George Harrington House (1815)

george-harrington-house.jpg

When Samuel Lay laid out New Street (now Pratt Street) in Essex, the first home to be built on the street was that of his son-in-law, George Harrington. Around that time, the Essex ropewalk, in which Harrington was involved, located south of the street, but was soon moved to a new location just to the north. The Harrington House, built around 1815, was later owned by sea captain John Rockwell, who was in the navy during the Civil War.

Young’s Tavern (1776)

youngs-tavern.jpg

The current sign hanging next to Young’s Tavern Apartments in Willimantic explains that the tavern was established in 1776, was later known as Hebard’s Tavern and then as the Nautchaug House, Willimantic’s first hotel. The building also served as Willimantic’s first post office. The oldest parts of the brick building date to the mid-1700s (David Young petitioned for a tavern license in 1755). A Federal-style addition containing a ballroom was constructed by Guy Hebard in 1825. As described in the History of Windham County, Connecticut (1889), edited by Richard M. Bayles:

Guy Hebard had erected a brick house on the south side of the river and opened it for the entertainment of the public. […] Here all public gatherings, Fourth of July celebrations, trainings, dancing schools, balls and other carousals of festivity were held.
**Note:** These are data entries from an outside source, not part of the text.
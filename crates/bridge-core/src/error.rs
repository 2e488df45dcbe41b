/// The closed error taxonomy from spec section 7.
///
/// Config-time variants abort start-up. Per-record variants go through the
/// connector's `errors.tolerance` policy. Batch-level variants drive the
/// execution engine's retry/dead-letter state machine.
#[derive(Debug, thiserror::Error)]
pub enum BridgeError {
    #[error("invalid configuration: {0}")]
    InvalidConfig(String),

    #[error("invalid pattern `{pattern}`: {reason}")]
    InvalidPattern { pattern: String, reason: String },

    #[error("pattern `{pattern}` is not homogeneous: mixed include/exclude property tokens")]
    NotHomogeneous { pattern: String },

    #[error("pattern `{pattern}` must contain at least one key (a `!`-prefixed token)")]
    MissingKey { pattern: String },

    #[error("topic `{0}` has no configured handler")]
    UnmappedTopic(String),

    #[error("malformed record on {topic}[{partition}]@{offset}: {reason}")]
    MalformedRecord { topic: String, partition: i32, offset: i64, reason: String },

    #[error("no qualifying unique constraint for event on {topic}[{partition}]@{offset}")]
    MissingConstraint { topic: String, partition: i32, offset: i64 },

    #[error("transient driver error: {0}")]
    TransientDriver(String),

    #[error("permanent driver error: {0}")]
    PermanentDriver(String),

    #[error("failed to publish to dead-letter topic: {0}")]
    DeadLetterPublishFailed(String),

    #[error(transparent)]
    Other(#[from] anyhow::Error),
}

impl BridgeError {
    /// Whether this error kind should drive the execution engine's retry
    /// path (spec section 4.5) rather than the permanent-failure path.
    pub fn is_retryable(&self) -> bool {
        matches!(self, BridgeError::TransientDriver(_))
    }
}
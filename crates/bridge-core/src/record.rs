use crate::Value;

/// A single header entry. Kafka headers are ordered, repeatable, and
/// byte-valued; we keep that shape rather than collapsing to a map so the
/// Cypher handler's `bindHeader` option can bind the header list as-is.
pub type Headers = Vec<(String, Vec<u8>)>;

/// The input unit handlers operate on: a decoded broker record.
///
/// `key` and `value` are already-decoded [`Value`]s — deserialization of the
/// wire format (Avro/JSON-Schema/protobuf) is a collaborator's job, not this
/// pipeline's. A `value` of [`Value::Null`] is a tombstone, signalling
/// deletion of the keyed entity.
#[derive(Debug, Clone)]
pub struct Record {
    pub topic: String,
    pub partition: i32,
    pub offset: i64,
    pub key: Value,
    pub value: Value,
    pub timestamp: i64,
    pub headers: Headers,
}

impl Record {
    pub fn is_tombstone(&self) -> bool {
        self.value.is_null()
    }

    /// The record's broker timestamp as a UTC instant, for structured
    /// logging on dropped/dead-lettered records (spec section 7). Falls
    /// back to the Unix epoch if `timestamp` is out of `chrono`'s range.
    pub fn timestamp_utc(&self) -> chrono::DateTime<chrono::Utc> {
        chrono::DateTime::from_timestamp_millis(self.timestamp).unwrap_or_default()
    }
}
The old Hebard tavern was known far and wide.

In the 1840s, Gordon Hebard was a Mason and his Lodge, Eastern Star #44, met twice in the Tavern before making a permanent move from Windham Center to the rapidly growing Willimantic. Later in the nineteenth century, the hotel was known as the Natchaug House and an item in the Willimantic Chronicle from Wednesday, August 16, 1882, indicated that “the old Natchaug house” was “marked for destruction,” because “D.E. Potter and E.S. Boss have purchased it and will erect on the site a tenement block.” Somehow the building survived this threat, but it did become an apartment building and and during the following century it severely deteriorated. Starting in 1984, the building was restored by author David Morse and continues today as an apartment building.
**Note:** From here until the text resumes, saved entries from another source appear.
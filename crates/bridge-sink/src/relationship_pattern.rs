//! Relationship-pattern strategy handler (spec section 4.3). Projects
//! start-node keys, end-node keys, and relationship properties. Tombstones
//! delete the relationship only — the endpoint nodes are never touched.

use indexmap::IndexMap;

use bridge_core::{quote_identifier, BridgeError, EventParams, Handler, QueryEvents, Record, Value};
use bridge_pattern::{PatternConfigurationType, RelationshipPatternConfiguration};

fn labels_clause(labels: &[String]) -> String {
    labels.iter().map(|l| format!(":{}", quote_identifier(l))).collect()
}

fn keys_clause(keys: &[String], param_path: &str) -> String {
    let pairs: Vec<String> = keys
        .iter()
        .map(|k| format!("{}: event.{param_path}.{}", quote_identifier(k), k))
        .collect();
    format!("{{{}}}", pairs.join(", "))
}

fn project_keys(keys: &std::collections::BTreeSet<String>, map: &IndexMap<String, Value>) -> IndexMap<String, Value> {
    keys.iter().filter_map(|k| map.get(k).map(|v| (k.clone(), v.clone()))).collect()
}

pub struct RelationshipPatternHandler {
    config: RelationshipPatternConfiguration,
    merge_statement: String,
    delete_statement: String,
}

impl RelationshipPatternHandler {
    pub fn new(config: RelationshipPatternConfiguration) -> Self {
        let start_keys: Vec<String> = config.start.keys.iter().cloned().collect();
        let end_keys: Vec<String> = config.end.keys.iter().cloned().collect();
        let start_pattern =
            format!("(start{} {})", labels_clause(&config.start.labels), keys_clause(&start_keys, "start"));
        let end_pattern =
            format!("(end{} {})", labels_clause(&config.end.labels), keys_clause(&end_keys, "end"));
        let rel_type = quote_identifier(&config.rel_type);

        let set_clause =
            if config.merge_properties { "SET r += event.properties" } else { "SET r = event.properties" };
        let merge_statement = format!(
            "UNWIND $events AS event\nMERGE {start_pattern}\nMERGE {end_pattern}\nMERGE (start)-[r:{rel_type}]->(end) {set_clause}"
        );
        let delete_statement = format!(
            "UNWIND $events AS event\nMATCH {start_pattern}-[r:{rel_type}]->{end_pattern} DELETE r"
        );

        Self { config, merge_statement, delete_statement }
    }

    /// Splits a record's decoded value into its `start`/`end` nested maps
    /// and the remaining top-level fields, which make up the relationship's
    /// own properties.
    fn split_value(
        &self,
        value_map: &IndexMap<String, Value>,
    ) -> (IndexMap<String, Value>, IndexMap<String, Value>, IndexMap<String, Value>) {
        let start_map = value_map.get("start").and_then(Value::as_map).cloned().unwrap_or_default();
        let end_map = value_map.get("end").and_then(Value::as_map).cloned().unwrap_or_default();
        let rest: IndexMap<String, Value> = value_map
            .iter()
            .filter(|(k, _)| k.as_str() != "start" && k.as_str() != "end")
            .map(|(k, v)| (k.clone(), v.clone()))
            .collect();
        (start_map, end_map, rest)
    }

    fn project_properties(&self, rest: &IndexMap<String, Value>) -> IndexMap<String, Value> {
        match self.config.pattern_type {
            PatternConfigurationType::All => rest.clone(),
            PatternConfigurationType::Include => self
                .config
                .properties
                .iter()
                .filter_map(|name| rest.get(name).map(|v| (name.clone(), v.clone())))
                .collect(),
            PatternConfigurationType::Exclude => rest
                .iter()
                .filter(|(k, _)| !self.config.properties.iter().any(|p| p == k.as_str()))
                .map(|(k, v)| (k.clone(), v.clone()))
                .collect(),
        }
    }
}

impl Handler for RelationshipPatternHandler {
    fn handle(&self, records: &[Record]) -> Result<Vec<QueryEvents>, BridgeError> {
        let mut merge_params: Vec<EventParams> = Vec::new();
        let mut delete_params: Vec<EventParams> = Vec::new();

        for record in records {
            let source_map = if record.is_tombstone() { &record.key } else { &record.value };
            let source_map = source_map.as_map().ok_or_else(|| BridgeError::MalformedRecord {
                topic: record.topic.clone(),
                partition: record.partition,
                offset: record.offset,
                reason: "value is not a mapping".to_string(),
            })?;
            let (start_map, end_map, rest) = self.split_value(source_map);
            let start_keys = project_keys(&self.config.start.keys, &start_map);
            let end_keys = project_keys(&self.config.end.keys, &end_map);

            if record.is_tombstone() {
                let mut params = IndexMap::new();
                params.insert("start".to_string(), Value::Map(start_keys));
                params.insert("end".to_string(), Value::Map(end_keys));
                delete_params.push(params);
            } else {
                let properties = self.project_properties(&rest);
                let mut params = IndexMap::new();
                params.insert("start".to_string(), Value::Map(start_keys));
                params.insert("end".to_string(), Value::Map(end_keys));
                params.insert("properties".to_string(), Value::Map(properties));
                merge_params.push(params);
            }
        }

        let mut out = Vec::new();
        if !merge_params.is_empty() {
            out.push(QueryEvents::with_parameters(self.merge_statement.clone(), merge_params));
        }
        if !delete_params.is_empty() {
            out.push(QueryEvents::with_parameters(self.delete_statement.clone(), delete_params));
        }
        Ok(out)
    }
}

#[cfg(test)]
mod tests {
    use super::*;
    use bridge_pattern::parse_relationship_pattern;

    fn record(key: serde_json::Value, value: serde_json::Value) -> Record {
        Record {
            topic: "rel".into(),
            partition: 0,
            offset: 0,
            key: key.into(),
            value: value.into(),
            timestamp: 0,
            headers: Vec::new(),
        }
    }

    #[test]
    fn merges_endpoints_and_relationship() {
        let config = parse_relationship_pattern("(:Person{!id})-[:KNOWS{since}]->(:Person{!id})").unwrap();
        let handler = RelationshipPatternHandler::new(config);
        let records = vec![record(
            serde_json::Value::Null,
            serde_json::json!({"start": {"id": 1}, "end": {"id": 2}, "since": 2020}),
        )];
        let events = handler.handle(&records).unwrap();
        assert_eq!(events.len(), 1);
        assert!(events[0].statement.contains("MERGE (start"));
        assert!(events[0].statement.contains("-[r:`KNOWS`]->"));
        let props = events[0].parameters[0]["properties"].as_map().unwrap();
        assert_eq!(props.get("since"), Some(&Value::Int(2020)));
    }

    #[test]
    fn tombstone_deletes_relationship_not_endpoints() {
        let config = parse_relationship_pattern("(:Person{!id})-[:KNOWS]->(:Person{!id})").unwrap();
        let handler = RelationshipPatternHandler::new(config);
        let records =
            vec![record(serde_json::json!({"start": {"id": 1}, "end": {"id": 2}}), serde_json::Value::Null)];
        let events = handler.handle(&records).unwrap();
        assert_eq!(events.len(), 1);
        assert!(events[0].statement.contains("DELETE r"));
        assert!(!events[0].statement.contains("DETACH"));
    }
}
Tallmadge Store/ J.C. Wadsworth House (1784)

litchfield-tallmadge-store.jpg

Benjamin Tallmadge, spymaster for George Washington during the Revolutionary War, moved to Litchfield after the war and became a successful merchant. His store, built around 1784, originally stood next to his home on Litchfield’s North Street. It was moved across the street around 1811 and incorporated into the house of J.C. Wadsworth, which still stands today on the east side of North Street.